_What the exercise asks_. For each line below that includes the word "described", make a copy.
┌────────
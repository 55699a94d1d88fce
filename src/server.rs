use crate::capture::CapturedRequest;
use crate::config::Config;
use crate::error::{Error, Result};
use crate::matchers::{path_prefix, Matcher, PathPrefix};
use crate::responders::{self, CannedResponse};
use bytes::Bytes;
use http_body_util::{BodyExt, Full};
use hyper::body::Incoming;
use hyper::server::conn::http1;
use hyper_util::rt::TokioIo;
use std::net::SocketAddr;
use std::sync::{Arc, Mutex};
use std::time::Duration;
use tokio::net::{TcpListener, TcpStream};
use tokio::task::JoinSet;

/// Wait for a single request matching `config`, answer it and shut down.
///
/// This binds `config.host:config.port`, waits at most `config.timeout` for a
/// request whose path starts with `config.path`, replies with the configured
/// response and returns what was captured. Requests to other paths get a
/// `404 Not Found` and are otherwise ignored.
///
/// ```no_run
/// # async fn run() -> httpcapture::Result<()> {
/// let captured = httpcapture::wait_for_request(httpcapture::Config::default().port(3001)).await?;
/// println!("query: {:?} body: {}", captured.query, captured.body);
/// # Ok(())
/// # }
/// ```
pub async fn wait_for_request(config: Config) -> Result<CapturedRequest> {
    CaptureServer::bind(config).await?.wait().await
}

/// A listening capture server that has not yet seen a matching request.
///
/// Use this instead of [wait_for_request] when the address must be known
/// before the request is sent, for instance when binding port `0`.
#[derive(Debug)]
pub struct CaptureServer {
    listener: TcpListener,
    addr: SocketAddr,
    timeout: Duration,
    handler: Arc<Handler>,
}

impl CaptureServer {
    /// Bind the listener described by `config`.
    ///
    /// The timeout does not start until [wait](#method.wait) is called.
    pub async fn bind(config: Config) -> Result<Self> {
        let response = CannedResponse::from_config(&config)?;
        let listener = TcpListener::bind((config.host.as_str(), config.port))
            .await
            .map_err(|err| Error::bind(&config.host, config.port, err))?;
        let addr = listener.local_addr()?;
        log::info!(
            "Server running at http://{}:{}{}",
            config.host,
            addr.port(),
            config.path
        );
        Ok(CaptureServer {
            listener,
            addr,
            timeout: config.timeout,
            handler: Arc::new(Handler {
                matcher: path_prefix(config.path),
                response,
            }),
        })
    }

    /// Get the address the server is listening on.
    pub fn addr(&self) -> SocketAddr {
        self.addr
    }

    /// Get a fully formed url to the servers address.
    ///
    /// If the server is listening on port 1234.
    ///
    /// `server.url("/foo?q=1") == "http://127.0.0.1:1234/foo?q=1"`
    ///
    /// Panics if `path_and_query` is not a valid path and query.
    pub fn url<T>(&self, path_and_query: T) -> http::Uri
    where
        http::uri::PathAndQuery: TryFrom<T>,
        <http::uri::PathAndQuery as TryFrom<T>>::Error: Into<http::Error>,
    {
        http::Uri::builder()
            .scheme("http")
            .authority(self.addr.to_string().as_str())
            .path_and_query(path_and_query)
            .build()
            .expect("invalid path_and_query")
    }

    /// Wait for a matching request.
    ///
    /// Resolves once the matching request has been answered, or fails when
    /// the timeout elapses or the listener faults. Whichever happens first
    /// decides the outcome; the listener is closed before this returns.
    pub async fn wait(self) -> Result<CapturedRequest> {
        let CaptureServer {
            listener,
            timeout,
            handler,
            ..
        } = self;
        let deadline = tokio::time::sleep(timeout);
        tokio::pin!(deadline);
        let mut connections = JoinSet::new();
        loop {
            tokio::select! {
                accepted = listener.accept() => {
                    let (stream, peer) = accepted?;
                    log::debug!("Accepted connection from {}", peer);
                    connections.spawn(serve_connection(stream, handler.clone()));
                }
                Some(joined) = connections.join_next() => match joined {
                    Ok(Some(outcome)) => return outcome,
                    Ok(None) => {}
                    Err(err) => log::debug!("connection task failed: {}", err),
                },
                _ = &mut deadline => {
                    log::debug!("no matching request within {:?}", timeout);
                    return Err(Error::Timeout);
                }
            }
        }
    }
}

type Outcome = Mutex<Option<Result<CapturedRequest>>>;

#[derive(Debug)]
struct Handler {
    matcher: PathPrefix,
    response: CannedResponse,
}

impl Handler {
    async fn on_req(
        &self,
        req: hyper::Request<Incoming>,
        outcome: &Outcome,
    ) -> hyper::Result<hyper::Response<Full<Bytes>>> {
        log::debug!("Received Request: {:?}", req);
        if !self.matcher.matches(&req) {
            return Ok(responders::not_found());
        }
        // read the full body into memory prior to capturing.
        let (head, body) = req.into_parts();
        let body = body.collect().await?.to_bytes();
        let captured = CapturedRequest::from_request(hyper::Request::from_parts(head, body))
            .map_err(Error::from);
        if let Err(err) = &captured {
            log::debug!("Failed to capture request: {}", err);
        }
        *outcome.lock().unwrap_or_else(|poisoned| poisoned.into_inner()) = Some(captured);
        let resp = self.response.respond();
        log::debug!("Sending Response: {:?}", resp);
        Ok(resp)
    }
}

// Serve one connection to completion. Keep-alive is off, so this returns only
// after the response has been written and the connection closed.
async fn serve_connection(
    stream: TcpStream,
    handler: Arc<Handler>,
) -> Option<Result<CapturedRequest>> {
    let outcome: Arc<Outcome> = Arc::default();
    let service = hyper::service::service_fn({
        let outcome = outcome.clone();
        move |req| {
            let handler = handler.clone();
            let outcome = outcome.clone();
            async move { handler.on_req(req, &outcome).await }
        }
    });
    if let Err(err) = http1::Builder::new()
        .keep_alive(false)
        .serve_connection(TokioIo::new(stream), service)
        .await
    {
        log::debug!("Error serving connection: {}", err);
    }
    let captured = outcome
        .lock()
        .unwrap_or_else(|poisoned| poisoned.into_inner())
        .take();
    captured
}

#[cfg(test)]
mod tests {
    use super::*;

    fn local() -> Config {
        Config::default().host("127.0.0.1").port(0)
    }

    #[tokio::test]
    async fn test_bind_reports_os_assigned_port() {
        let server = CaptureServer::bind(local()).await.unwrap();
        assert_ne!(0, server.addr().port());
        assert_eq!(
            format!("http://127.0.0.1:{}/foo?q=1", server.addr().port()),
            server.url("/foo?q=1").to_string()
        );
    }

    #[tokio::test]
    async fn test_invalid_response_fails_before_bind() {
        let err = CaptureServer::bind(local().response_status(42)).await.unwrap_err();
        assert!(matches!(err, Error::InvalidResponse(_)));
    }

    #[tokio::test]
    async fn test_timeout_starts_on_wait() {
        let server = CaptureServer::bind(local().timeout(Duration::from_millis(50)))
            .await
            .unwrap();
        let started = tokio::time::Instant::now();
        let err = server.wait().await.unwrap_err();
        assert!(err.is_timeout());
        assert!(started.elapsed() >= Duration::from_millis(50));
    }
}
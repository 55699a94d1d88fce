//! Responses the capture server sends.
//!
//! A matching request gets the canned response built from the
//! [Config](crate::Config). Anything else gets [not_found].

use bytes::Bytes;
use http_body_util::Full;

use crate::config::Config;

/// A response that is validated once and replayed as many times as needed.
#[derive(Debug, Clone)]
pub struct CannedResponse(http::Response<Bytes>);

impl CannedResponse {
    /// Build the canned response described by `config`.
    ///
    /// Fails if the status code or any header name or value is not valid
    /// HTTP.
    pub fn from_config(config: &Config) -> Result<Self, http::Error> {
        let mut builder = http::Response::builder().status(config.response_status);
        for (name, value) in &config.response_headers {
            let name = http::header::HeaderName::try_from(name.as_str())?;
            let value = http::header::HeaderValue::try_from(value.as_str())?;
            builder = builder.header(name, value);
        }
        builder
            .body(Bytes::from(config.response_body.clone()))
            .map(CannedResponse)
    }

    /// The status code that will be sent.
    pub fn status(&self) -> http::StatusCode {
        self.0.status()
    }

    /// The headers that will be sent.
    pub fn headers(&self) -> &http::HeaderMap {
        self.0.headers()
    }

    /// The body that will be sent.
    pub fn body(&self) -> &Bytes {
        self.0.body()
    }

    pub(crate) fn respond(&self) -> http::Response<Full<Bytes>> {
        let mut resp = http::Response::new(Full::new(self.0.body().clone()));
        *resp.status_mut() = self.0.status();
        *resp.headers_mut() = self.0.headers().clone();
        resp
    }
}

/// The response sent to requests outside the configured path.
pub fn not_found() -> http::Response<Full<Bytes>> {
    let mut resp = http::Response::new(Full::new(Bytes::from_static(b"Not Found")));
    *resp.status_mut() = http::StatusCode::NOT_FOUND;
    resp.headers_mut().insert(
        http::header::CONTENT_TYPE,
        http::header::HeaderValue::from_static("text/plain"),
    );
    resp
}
└────────
┌────────
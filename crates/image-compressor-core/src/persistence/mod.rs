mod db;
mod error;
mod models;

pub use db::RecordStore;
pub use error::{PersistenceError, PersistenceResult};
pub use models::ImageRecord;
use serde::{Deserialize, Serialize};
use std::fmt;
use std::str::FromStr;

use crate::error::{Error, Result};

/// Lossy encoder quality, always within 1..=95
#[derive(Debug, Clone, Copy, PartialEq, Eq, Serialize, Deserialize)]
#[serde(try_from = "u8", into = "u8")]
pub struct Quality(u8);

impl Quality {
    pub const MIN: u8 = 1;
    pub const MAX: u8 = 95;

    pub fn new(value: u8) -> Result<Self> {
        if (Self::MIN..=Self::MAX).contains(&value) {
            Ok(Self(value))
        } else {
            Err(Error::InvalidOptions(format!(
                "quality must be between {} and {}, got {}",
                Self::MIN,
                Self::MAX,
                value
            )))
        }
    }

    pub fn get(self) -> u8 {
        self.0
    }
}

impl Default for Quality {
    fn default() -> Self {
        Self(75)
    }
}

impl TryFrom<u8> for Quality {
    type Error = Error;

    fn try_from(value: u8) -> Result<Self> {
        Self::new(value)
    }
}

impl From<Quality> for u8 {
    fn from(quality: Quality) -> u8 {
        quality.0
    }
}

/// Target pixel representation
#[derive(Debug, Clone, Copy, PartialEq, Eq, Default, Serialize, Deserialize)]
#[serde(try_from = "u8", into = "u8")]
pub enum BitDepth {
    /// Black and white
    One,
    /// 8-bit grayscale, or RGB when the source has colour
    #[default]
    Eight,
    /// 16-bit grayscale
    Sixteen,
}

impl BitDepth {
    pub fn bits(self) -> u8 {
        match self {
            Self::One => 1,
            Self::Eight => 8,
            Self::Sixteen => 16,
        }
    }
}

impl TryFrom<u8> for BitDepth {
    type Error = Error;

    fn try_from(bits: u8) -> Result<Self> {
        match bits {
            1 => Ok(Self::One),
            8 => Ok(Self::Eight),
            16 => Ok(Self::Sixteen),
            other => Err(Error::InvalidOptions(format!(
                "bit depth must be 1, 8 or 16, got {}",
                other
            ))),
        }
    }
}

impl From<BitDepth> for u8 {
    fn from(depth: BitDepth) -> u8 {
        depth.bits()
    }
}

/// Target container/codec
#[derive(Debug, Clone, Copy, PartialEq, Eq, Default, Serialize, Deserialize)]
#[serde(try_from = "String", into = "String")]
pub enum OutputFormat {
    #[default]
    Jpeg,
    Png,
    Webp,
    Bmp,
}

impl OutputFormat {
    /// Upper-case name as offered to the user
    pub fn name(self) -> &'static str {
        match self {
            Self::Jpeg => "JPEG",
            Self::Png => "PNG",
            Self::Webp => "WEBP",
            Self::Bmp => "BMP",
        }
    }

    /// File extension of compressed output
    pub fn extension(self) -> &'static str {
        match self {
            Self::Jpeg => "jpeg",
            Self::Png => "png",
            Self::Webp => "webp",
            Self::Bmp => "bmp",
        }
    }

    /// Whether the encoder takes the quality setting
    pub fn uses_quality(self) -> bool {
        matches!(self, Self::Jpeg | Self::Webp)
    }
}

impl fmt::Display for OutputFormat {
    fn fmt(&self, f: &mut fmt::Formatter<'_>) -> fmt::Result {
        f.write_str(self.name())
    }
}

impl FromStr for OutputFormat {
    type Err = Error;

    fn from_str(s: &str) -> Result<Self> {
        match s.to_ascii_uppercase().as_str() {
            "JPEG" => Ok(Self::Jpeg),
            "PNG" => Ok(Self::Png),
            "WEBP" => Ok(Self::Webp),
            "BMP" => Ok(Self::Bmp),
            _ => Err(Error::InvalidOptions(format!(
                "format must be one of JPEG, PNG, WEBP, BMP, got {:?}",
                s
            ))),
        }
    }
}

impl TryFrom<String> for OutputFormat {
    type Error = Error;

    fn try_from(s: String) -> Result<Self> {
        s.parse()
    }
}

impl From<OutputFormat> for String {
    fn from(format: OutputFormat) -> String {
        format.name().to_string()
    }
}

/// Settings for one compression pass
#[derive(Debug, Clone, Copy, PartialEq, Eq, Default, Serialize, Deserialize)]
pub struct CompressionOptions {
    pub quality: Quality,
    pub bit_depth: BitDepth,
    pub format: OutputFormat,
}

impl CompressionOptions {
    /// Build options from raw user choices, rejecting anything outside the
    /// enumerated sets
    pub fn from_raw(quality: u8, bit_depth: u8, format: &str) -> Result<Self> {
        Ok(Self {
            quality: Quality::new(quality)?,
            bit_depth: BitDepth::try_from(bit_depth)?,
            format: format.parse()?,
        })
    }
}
└────────
_Answer to the problem_.
    /// Bind the listener described by `config`.
    /// Build the canned response described by `config`.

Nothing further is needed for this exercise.